If you watched news about climate change on TV last year, chances are you saw a white man on-screen.
According to an analysis published this week by Media Matters For America, a nonprofit media watchdog, people of color made up just 8 percent of guests interviewed or featured in the major broadcast networks’ climate coverage in 2020 — we’re looking at you, ABC, NBC, CBS, and Fox Broadcasting Company. Women were also less likely to be in front of the camera, comprising 28 percent of guests.
The total amount of time that these broadcast networks spent on the climate crisis was down 53 percent compared to 2019. Climate-related segments claimed 112 minutes of airtime over the course of the year, less than your average movie. That’s not because there weren’t worthy stories — wildfires blazed, the Arctic lost historic amounts of ice, and 2020 was tied for the warmest year on record — but likely because the pandemic consumed our lives. The study found that broadcast coverage rarely mentioned the connections between coronavirus and climate change, such as how both disasters disproportionately impact people of color and lower-income communities.

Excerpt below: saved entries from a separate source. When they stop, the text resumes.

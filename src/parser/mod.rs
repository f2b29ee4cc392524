//! Parser layer for reading various tabular data formats

mod csv;
mod excel;
mod geojson;
mod json;

use std::path::Path;

use anyhow::{bail, Context, Result};

use crate::config::Config;
use crate::model::Table;

pub use self::csv::CsvParser;
pub use self::excel::ExcelParser;
pub use self::geojson::GeoJsonParser;
pub use self::json::JsonParser;

/// Trait for parsing tabular data files
pub trait Parser: Send + Sync {
    /// Parse a file and return a Table
    fn parse(&self, path: &Path, config: &Config) -> Result<Table>;

    /// Check if this parser can handle the given file extension
    fn supports_extension(&self, ext: &str) -> bool;
}

/// Factory for creating parsers based on file extension
pub struct ParserFactory {
    parsers: Vec<Box<dyn Parser>>,
}

impl Default for ParserFactory {
    fn default() -> Self {
        Self::new()
    }
}

impl ParserFactory {
    /// Create a new parser factory with all supported parsers
    pub fn new() -> Self {
        Self {
            parsers: vec![
                Box::new(CsvParser),
                Box::new(ExcelParser),
                Box::new(GeoJsonParser),
                Box::new(JsonParser),
            ],
        }
    }

    /// Get a parser for the given file path
    ///
    /// Files without an extension are sniffed with [`detect_format`].
    pub fn get_parser(&self, path: &Path) -> Result<&dyn Parser> {
        let ext = match path.extension().and_then(|e| e.to_str()) {
            Some(ext) => ext.to_lowercase(),
            None => detect_format(path).unwrap_or("csv").to_string(),
        };

        for parser in &self.parsers {
            if parser.supports_extension(&ext) {
                return Ok(parser.as_ref());
            }
        }

        bail!("Unsupported file format: {}", ext)
    }

    /// Parse a file using the appropriate parser
    pub fn parse(&self, path: &Path, config: &Config) -> Result<Table> {
        let parser = self.get_parser(path)?;
        let table = parser.parse(path, config)?;
        log::debug!(
            "loaded {} ({} rows, {} columns)",
            path.display(),
            table.row_count(),
            table.column_count()
        );
        Ok(table)
    }
}

/// Apply the configured index and geometry columns to a freshly read table
fn finish_table(mut table: Table, config: &Config) -> Result<Table> {
    table.infer_column_types();
    table.set_geometry_column(config.geometry_column.clone());

    if let Some(ref index) = config.index_column {
        table
            .set_index_column(index)
            .with_context(|| format!("Failed to use column '{}' as index", index))?;
    }

    Ok(table)
}

/// Detect file format from content (for files without extension)
pub fn detect_format(path: &Path) -> Option<&'static str> {
    use std::fs::File;
    use std::io::{BufRead, BufReader, Read};

    let file = File::open(path).ok()?;
    let mut reader = BufReader::new(file);
    let mut buffer = [0u8; 8];
    let bytes_read = reader.read(&mut buffer).ok()?;

    if bytes_read < 4 {
        return None;
    }

    // Check for Excel ZIP format (xlsx)
    if &buffer[0..4] == b"PK\x03\x04" {
        return Some("xlsx");
    }

    // Check for old Excel format (xls)
    if &buffer[0..4] == b"\xD0\xCF\x11\xE0" {
        return Some("xls");
    }

    // Try to detect JSON
    reader.seek_relative(-(bytes_read as i64)).ok()?;
    let mut line = String::new();
    reader.read_line(&mut line).ok()?;
    let trimmed = line.trim_start();
    if trimmed.starts_with('[') || trimmed.starts_with('{') {
        return Some("json");
    }

    // Default to CSV
    Some("csv")
}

The underwhelming representation of people of color isn’t new. 2020 marks the fourth consecutive year — as long as Media Matters has been tracking the numbers — that less than 10 percent of network television’s climate guests were people of color. Only six women of color were featured out of the total 89 guests the report identified.

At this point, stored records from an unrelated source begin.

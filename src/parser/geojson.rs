//! GeoJSON FeatureCollection parser

use std::fs::File;
use std::io::BufReader;
use std::path::Path;

use anyhow::{bail, Context, Result};
use geo::Geometry;
use geojson::{Feature, FeatureCollection, GeoJson};
use indexmap::IndexSet;
use serde_json::{Map, Value};

use crate::config::Config;
use crate::model::{CellValue, Column, Table};

use super::json::json_value_to_cell;
use super::{finish_table, Parser};

/// GeoJSON `type` values that denote a bare geometry
const GEOMETRY_TYPES: &[&str] = &[
    "Point",
    "MultiPoint",
    "LineString",
    "MultiLineString",
    "Polygon",
    "MultiPolygon",
    "GeometryCollection",
];

/// Parser for GeoJSON files
pub struct GeoJsonParser;

impl Parser for GeoJsonParser {
    fn parse(&self, path: &Path, config: &Config) -> Result<Table> {
        let file = File::open(path)
            .with_context(|| format!("Failed to open GeoJSON file: {}", path.display()))?;
        let value: Value = serde_json::from_reader(BufReader::new(file))
            .context("Failed to parse GeoJSON file")?;

        let table = geojson_to_table(value, &config.geometry_column)?;
        finish_table(table, config)
    }

    fn supports_extension(&self, ext: &str) -> bool {
        matches!(ext.to_lowercase().as_str(), "geojson")
    }
}

/// Whether a JSON object looks like a GeoJSON document rather than a record
pub(super) fn is_geojson_document(obj: &Map<String, Value>) -> bool {
    matches!(
        obj.get("type").and_then(Value::as_str),
        Some("FeatureCollection" | "Feature")
    )
}

/// Whether a JSON object is a bare GeoJSON geometry
pub(super) fn is_geometry_object(obj: &Map<String, Value>) -> bool {
    let Some(kind) = obj.get("type").and_then(Value::as_str) else {
        return false;
    };
    GEOMETRY_TYPES.contains(&kind)
        && (obj.contains_key("coordinates") || obj.contains_key("geometries"))
}

/// Convert a GeoJSON geometry object to a geometry
pub(super) fn json_to_geometry(value: Value) -> Option<Geometry<f64>> {
    let geometry = geojson::Geometry::from_json_value(value).ok()?;
    Geometry::<f64>::try_from(geometry).ok()
}

/// Parse GeoJSON geometry text, e.g. a CSV cell
pub(super) fn parse_geometry(text: &str) -> Option<Geometry<f64>> {
    match serde_json::from_str::<Value>(text).ok()? {
        Value::Object(obj) if is_geometry_object(&obj) => json_to_geometry(Value::Object(obj)),
        _ => None,
    }
}

/// Build a table from a Feature or FeatureCollection
///
/// Feature properties become columns (union of keys, first-seen order) and
/// each feature's geometry goes into `geometry_column`; a feature without a
/// geometry gets a null.
pub(super) fn geojson_to_table(value: Value, geometry_column: &str) -> Result<Table> {
    let features = match GeoJson::from_json_value(value).context("Invalid GeoJSON")? {
        GeoJson::FeatureCollection(FeatureCollection { features, .. }) => features,
        GeoJson::Feature(feature) => vec![feature],
        GeoJson::Geometry(_) => bail!("GeoJSON must be a Feature or FeatureCollection"),
    };

    let mut column_names: IndexSet<String> = IndexSet::new();
    for feature in &features {
        if let Some(ref properties) = feature.properties {
            column_names.extend(properties.keys().cloned());
        }
    }
    column_names.insert(geometry_column.to_string());

    let shadowed = shadowed_properties(&features, geometry_column);
    if shadowed > 0 {
        log::warn!(
            "{} of {} features have a '{}' property; it is replaced by the feature geometry",
            shadowed,
            features.len(),
            geometry_column
        );
    }

    let columns: Vec<Column> = column_names
        .iter()
        .enumerate()
        .map(|(i, name)| Column::new(name.clone(), i))
        .collect();
    let mut table = Table::new(columns);

    for (line_num, feature) in features.into_iter().enumerate() {
        let cells = feature_cells(feature, &column_names, geometry_column)
            .with_context(|| format!("Invalid geometry in feature {}", line_num + 1))?;
        table.add_row(cells, line_num + 1);
    }

    Ok(table)
}

/// Number of features whose properties use the geometry column's name
fn shadowed_properties(features: &[Feature], geometry_column: &str) -> usize {
    features
        .iter()
        .filter(|f| {
            f.properties
                .as_ref()
                .is_some_and(|p| p.contains_key(geometry_column))
        })
        .count()
}

fn feature_cells(
    feature: Feature,
    column_names: &IndexSet<String>,
    geometry_column: &str,
) -> Result<Vec<CellValue>> {
    let geometry = match feature.geometry {
        Some(geometry) => CellValue::Geometry(Geometry::<f64>::try_from(geometry)?),
        None => CellValue::Null,
    };

    let mut geometry = Some(geometry);
    let cells = column_names
        .iter()
        .map(|name| {
            if name == geometry_column {
                geometry.take().unwrap_or(CellValue::Null)
            } else {
                json_value_to_cell(feature.properties.as_ref().and_then(|p| p.get(name)))
            }
        })
        .collect();

    Ok(cells)
}

#[cfg(test)]
mod tests {
    use super::*;
    use crate::compare::{has_empty_geometries, has_missing_geometries, DEFAULT_THRESHOLD};
    use crate::model::{CellType, RowKey};
    use serde_json::json;

    fn collection() -> Value {
        json!({
            "type": "FeatureCollection",
            "features": [
                {
                    "type": "Feature",
                    "properties": {"NAME": "a", "POP": 10},
                    "geometry": null
                },
                {
                    "type": "Feature",
                    "properties": {"NAME": "b", "POP": 20},
                    "geometry": {"type": "Point", "coordinates": [1.0, 2.0]}
                },
                {
                    "type": "Feature",
                    "properties": {"NAME": "c", "POP": 30, "EXTRA": true},
                    "geometry": {"type": "GeometryCollection", "geometries": []}
                }
            ]
        })
    }

    #[test]
    fn test_feature_collection() {
        let table = geojson_to_table(collection(), "geometry").unwrap();
        assert_eq!(
            table.column_names().collect::<Vec<_>>(),
            vec!["NAME", "POP", "EXTRA", "geometry"]
        );
        assert_eq!(table.row_count(), 3);
        assert!(table.get("geometry", &RowKey::Int(0)).unwrap().is_null());
        assert_eq!(
            table.get("geometry", &RowKey::Int(1)).unwrap().cell_type(),
            CellType::Geometry
        );
        assert!(table.get("EXTRA", &RowKey::Int(0)).unwrap().is_null());

        assert!(has_missing_geometries(&table, DEFAULT_THRESHOLD).unwrap());
        assert!(has_empty_geometries(&table, DEFAULT_THRESHOLD).unwrap());
        assert!(!has_missing_geometries(&table, 0.5).unwrap());
    }

    #[test]
    fn test_custom_geometry_column() {
        let table = geojson_to_table(collection(), "shape").unwrap();
        assert!(table.column("shape").is_some());
        assert!(table.column("geometry").is_none());
    }

    #[test]
    fn test_geometry_wins_over_same_named_property() {
        let value = json!({
            "type": "FeatureCollection",
            "features": [
                {
                    "type": "Feature",
                    "properties": {"NAME": "a", "geometry": "POINT (9 9)"},
                    "geometry": {"type": "Point", "coordinates": [1.0, 2.0]}
                },
                {
                    "type": "Feature",
                    "properties": {"NAME": "b"},
                    "geometry": null
                }
            ]
        });

        let features = match GeoJson::from_json_value(value.clone()).unwrap() {
            GeoJson::FeatureCollection(fc) => fc.features,
            other => panic!("expected a collection, got {:?}", other),
        };
        assert_eq!(shadowed_properties(&features, "geometry"), 1);
        assert_eq!(shadowed_properties(&features, "shape"), 0);

        let table = geojson_to_table(value, "geometry").unwrap();
        assert_eq!(table.column_names().collect::<Vec<_>>(), vec!["NAME", "geometry"]);
        assert_eq!(
            table.get("geometry", &RowKey::Int(0)).unwrap().cell_type(),
            CellType::Geometry
        );
    }

    #[test]
    fn test_bare_geometry_rejected() {
        let value = json!({"type": "Point", "coordinates": [0.0, 0.0]});
        assert!(geojson_to_table(value, "geometry").is_err());
    }

    #[test]
    fn test_is_geometry_object() {
        let point = json!({"type": "Point", "coordinates": [0.0, 0.0]});
        let record = json!({"type": "Residential", "coordinates": "n/a"});
        assert!(is_geometry_object(point.as_object().unwrap()));
        assert!(!is_geometry_object(record.as_object().unwrap()));
    }
}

“This lopsided representation flatly ignores the reality that, due to historical and current injustices, climate change disproportionately affects communities of color,” the report’s authors write.

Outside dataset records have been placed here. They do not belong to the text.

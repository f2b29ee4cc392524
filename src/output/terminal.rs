//! Colored terminal output

use std::io::{IsTerminal, Write};

use anyhow::Result;
use tabled::builder::Builder;
use tabled::settings::Style;
use termcolor::{Ansi, Color, ColorChoice, ColorSpec, WriteColor};

use crate::compare::{ColumnSum, DifferenceResult, GeometryHealth, NameComparison, SumDifference};

use super::{OutputFormatter, Report};

/// Terminal output with colors
pub struct TerminalOutput {
    color_choice: ColorChoice,
}

impl TerminalOutput {
    pub fn new() -> Self {
        Self {
            color_choice: ColorChoice::Auto,
        }
    }

    pub fn with_color_choice(color_choice: ColorChoice) -> Self {
        Self { color_choice }
    }

    fn use_color(&self) -> bool {
        match self.color_choice {
            ColorChoice::Always | ColorChoice::AlwaysAnsi => true,
            ColorChoice::Never => false,
            ColorChoice::Auto => {
                std::env::var_os("NO_COLOR").is_none() && std::io::stdout().is_terminal()
            }
        }
    }

    fn write_header(&self, writer: &mut dyn Write, title: &str) -> Result<()> {
        writeln!(writer, "━━━━━━━━━━━━━━━━━━━━━━━━━━━━━━━━━━━━━━━━━━━━━━━━━━━━━━━━━━━━━━━━")?;
        writeln!(writer, " dataqa: {}", title)?;
        writeln!(writer, "━━━━━━━━━━━━━━━━━━━━━━━━━━━━━━━━━━━━━━━━━━━━━━━━━━━━━━━━━━━━━━━━")?;
        writeln!(writer)?;
        Ok(())
    }

    /// Write a one-line verdict, green when `passed` and red otherwise
    fn write_verdict(&self, writer: &mut dyn Write, passed: bool, text: &str) -> Result<()> {
        if !self.use_color() {
            writeln!(writer, "{}", text)?;
            return Ok(());
        }

        let color = if passed { Color::Green } else { Color::Red };
        let mut ansi = Ansi::new(writer);
        ansi.set_color(ColorSpec::new().set_fg(Some(color)).set_bold(true))?;
        write!(ansi, "{}", text)?;
        ansi.reset()?;
        writeln!(ansi)?;
        Ok(())
    }

    fn write_names(&self, names: &NameComparison, writer: &mut dyn Write) -> Result<()> {
        let mut builder = Builder::default();
        builder.push_record(["Column", "Status"]);
        for name in &names.matches {
            builder.push_record([name.as_str(), "standard"]);
        }
        for name in &names.mismatches {
            builder.push_record([name.as_str(), "non-standard"]);
        }
        writeln!(writer, "{}", build_table(builder))?;

        let verdict = format!(
            "{} standard, {} non-standard",
            names.matches.len(),
            names.mismatches.len()
        );
        self.write_verdict(writer, names.is_conforming(), &verdict)
    }

    fn write_sums(&self, sums: &[ColumnSum], writer: &mut dyn Write) -> Result<()> {
        let mut builder = Builder::default();
        builder.push_record(["Column", "Type", "Sum"]);
        for sum in sums {
            builder.push_record([
                sum.column.clone(),
                sum.column_type.to_string(),
                sum.sum.to_string(),
            ]);
        }
        writeln!(writer, "{}", build_table(builder))?;
        Ok(())
    }

    fn write_values(&self, diffs: &DifferenceResult, writer: &mut dyn Write) -> Result<()> {
        let mut differing = 0;
        for (columns, rows) in diffs {
            writeln!(writer, "{}:", columns)?;

            let mut builder = Builder::default();
            builder.push_record(["Rows", "Difference"]);
            for row in rows {
                if !row.difference.is_zero() {
                    differing += 1;
                }
                builder.push_record([row.rows.clone(), row.difference.to_string()]);
            }
            writeln!(writer, "{}", build_table(builder))?;
        }

        let verdict = format!("{} differing cells", differing);
        self.write_verdict(writer, differing == 0, &verdict)
    }

    fn write_sum_differences(&self, diffs: &[SumDifference], writer: &mut dyn Write) -> Result<()> {
        let mut builder = Builder::default();
        builder.push_record(["Columns", "Difference"]);
        for diff in diffs {
            builder.push_record([diff.columns.clone(), diff.difference.to_string()]);
        }
        writeln!(writer, "{}", build_table(builder))?;

        let differing = diffs.iter().filter(|d| !d.difference.is_zero()).count();
        let verdict = format!("{} of {} column totals differ", differing, diffs.len());
        self.write_verdict(writer, differing == 0, &verdict)
    }

    fn write_geometry(&self, health: &GeometryHealth, writer: &mut dyn Write) -> Result<()> {
        let mut builder = Builder::default();
        builder.push_record(["Check", "Count", "Share", "Exceeds threshold"]);
        for (check, count, exceeds) in [
            ("missing", health.missing, health.has_missing),
            ("empty", health.empty, health.has_empty),
        ] {
            builder.push_record([
                check.to_string(),
                count.to_string(),
                format_share(count, health.rows),
                exceeds.to_string(),
            ]);
        }

        writeln!(
            writer,
            "Geometry column '{}' ({} rows, threshold {})",
            health.column, health.rows, health.threshold
        )?;
        writeln!(writer, "{}", build_table(builder))?;

        let verdict = if health.is_healthy() {
            "Geometries OK"
        } else {
            "Geometry check failed"
        };
        self.write_verdict(writer, health.is_healthy(), verdict)
    }
}

impl Default for TerminalOutput {
    fn default() -> Self {
        Self::new()
    }
}

impl OutputFormatter for TerminalOutput {
    fn render(&self, report: &Report, title: &str, writer: &mut dyn Write) -> Result<()> {
        self.write_header(writer, title)?;

        match report {
            Report::ColumnNames(names) => self.write_names(names, writer),
            Report::ColumnSums(sums) => self.write_sums(sums, writer),
            Report::ColumnValues(diffs) => self.write_values(diffs, writer),
            Report::SumDifferences(diffs) => self.write_sum_differences(diffs, writer),
            Report::Geometry(health) => self.write_geometry(health, writer),
        }
    }
}

fn build_table(builder: Builder) -> String {
    let mut table = builder.build();
    table.with(Style::modern());
    table.to_string()
}

fn format_share(count: usize, rows: usize) -> String {
    if rows == 0 {
        return "-".to_string();
    }
    format!("{:.1}%", count as f64 / rows as f64 * 100.0)
}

People of color are more likely to live in places vulnerable to climate change — where temperatures are hot, the air quality is worse, and there are fewer resources to cope with extreme weather. Women, too, are more likely to experience the devastating effects of climate change: A United Nations report estimated that 80 percent of those displaced by the crisis are women.
Why, then, have people of color and women repeatedly been underrepresented in broadcast television? Allison Fisher, the director of Media Matters’ climate and energy program, suggested that television news outlets often don’t make the effort to speak to frontline communities, relying on climate scientists and politicians instead. In 2020, a presidential election year, politicians were the most common guests for climate change segments. While climate activists were more commonly featured in prior years, broadcast TV only featured one activist guest this past year — Greta Thunberg, the small but mighty Swedish activist.
While traditional experts like scientists and politicians are crucial, Fisher said, they should be featured in tandem with others. “People experiencing climate change are experts,” Fisher said. “They’re the pioneers of what climate impact is and looks like, and how to live with it and adapt to it. I think we have to redefine the way we’re talking about expertise in this particular issue.”
The problem runs deeper than television — it’s partly a reflection of diversity issues in climate science, advocacy, journalism, and politics. Although numbers have ticked up in recent years, people of color still make up a very small percentage, sometimes less than 10 percent, of top environmental groups’ staff, according to Green 2.0, a nonprofit watchdog. If the people leading the most well-known organizations are consistently white men, Fisher said, they’re going to be the ones featured on television.
It’s time for broadcast television companies to face this data and address it, Fisher said. “This is a story that we’ve told year after year after year,” she said. “It’s been a known problem for a while. The ball is in their court to make that shift.”